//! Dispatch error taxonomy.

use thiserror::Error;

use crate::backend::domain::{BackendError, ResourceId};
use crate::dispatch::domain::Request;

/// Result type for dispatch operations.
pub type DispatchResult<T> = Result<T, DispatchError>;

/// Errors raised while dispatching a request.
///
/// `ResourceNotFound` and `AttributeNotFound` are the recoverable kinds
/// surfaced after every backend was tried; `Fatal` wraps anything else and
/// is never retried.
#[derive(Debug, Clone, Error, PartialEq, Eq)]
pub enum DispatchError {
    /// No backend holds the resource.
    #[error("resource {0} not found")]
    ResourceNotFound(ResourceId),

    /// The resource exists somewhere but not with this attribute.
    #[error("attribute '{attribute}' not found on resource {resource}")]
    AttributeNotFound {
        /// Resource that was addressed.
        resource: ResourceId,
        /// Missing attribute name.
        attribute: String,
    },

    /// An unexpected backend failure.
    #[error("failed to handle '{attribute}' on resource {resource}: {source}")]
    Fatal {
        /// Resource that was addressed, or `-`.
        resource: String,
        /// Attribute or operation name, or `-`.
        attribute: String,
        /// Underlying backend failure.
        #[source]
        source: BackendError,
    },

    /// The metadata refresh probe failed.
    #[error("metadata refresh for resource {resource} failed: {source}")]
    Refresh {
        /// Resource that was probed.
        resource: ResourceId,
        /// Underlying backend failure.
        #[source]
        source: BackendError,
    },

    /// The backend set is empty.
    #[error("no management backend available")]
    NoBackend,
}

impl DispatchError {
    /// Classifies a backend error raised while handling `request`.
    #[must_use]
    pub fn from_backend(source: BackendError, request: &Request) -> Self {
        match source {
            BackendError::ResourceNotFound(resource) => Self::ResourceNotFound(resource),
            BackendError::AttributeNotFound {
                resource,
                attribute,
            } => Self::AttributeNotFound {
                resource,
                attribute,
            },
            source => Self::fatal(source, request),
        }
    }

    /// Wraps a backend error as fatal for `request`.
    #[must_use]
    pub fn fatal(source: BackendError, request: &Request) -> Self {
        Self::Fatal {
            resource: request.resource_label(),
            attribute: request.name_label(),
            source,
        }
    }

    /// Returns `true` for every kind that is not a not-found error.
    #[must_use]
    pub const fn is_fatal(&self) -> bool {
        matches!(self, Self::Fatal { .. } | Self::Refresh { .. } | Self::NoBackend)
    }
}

===============

• **Directions for this task**
All that should appear in the response is the run of lines from the first line of the entries through the line containing "Wraps a backend", copied exactly.

• **Solved problem**
//! Dispatch error taxonomy.

use thiserror::Error;

use crate::backend::domain::{BackendError, ResourceId};
use crate::dispatch::domain::Request;

/// Result type for dispatch operations.
pub type DispatchResult<T> = Result<T, DispatchError>;

/// Errors raised while dispatching a request.
///
/// `ResourceNotFound` and `AttributeNotFound` are the recoverable kinds
/// surfaced after every backend was tried; `Fatal` wraps anything else and
/// is never retried.
#[derive(Debug, Clone, Error, PartialEq, Eq)]
pub enum DispatchError {
    /// No backend holds the resource.
    #[error("resource {0} not found")]
    ResourceNotFound(ResourceId),

    /// The resource exists somewhere but not with this attribute.
    #[error("attribute '{attribute}' not found on resource {resource}")]
    AttributeNotFound {
        /// Resource that was addressed.
        resource: ResourceId,
        /// Missing attribute name.
        attribute: String,
    },

    /// An unexpected backend failure.
    #[error("failed to handle '{attribute}' on resource {resource}: {source}")]
    Fatal {
        /// Resource that was addressed, or `-`.
        resource: String,
        /// Attribute or operation name, or `-`.
        attribute: String,
        /// Underlying backend failure.
        #[source]
        source: BackendError,
    },

    /// The metadata refresh probe failed.
    #[error("metadata refresh for resource {resource} failed: {source}")]
    Refresh {
        /// Resource that was probed.
        resource: ResourceId,
        /// Underlying backend failure.
        #[source]
        source: BackendError,
    },

    /// The backend set is empty.
    #[error("no management backend available")]
    NoBackend,
}

impl DispatchError {
    /// Classifies a backend error raised while handling `request`.
    #[must_use]
    pub fn from_backend(source: BackendError, request: &Request) -> Self {
        match source {
            BackendError::ResourceNotFound(resource) => Self::ResourceNotFound(resource),
            BackendError::AttributeNotFound {
                resource,
                attribute,
            } => Self::AttributeNotFound {
                resource,
                attribute,
            },
            source => Self::fatal(source, request),
        }
    }

    /// Wraps a backend error as fatal for `request`.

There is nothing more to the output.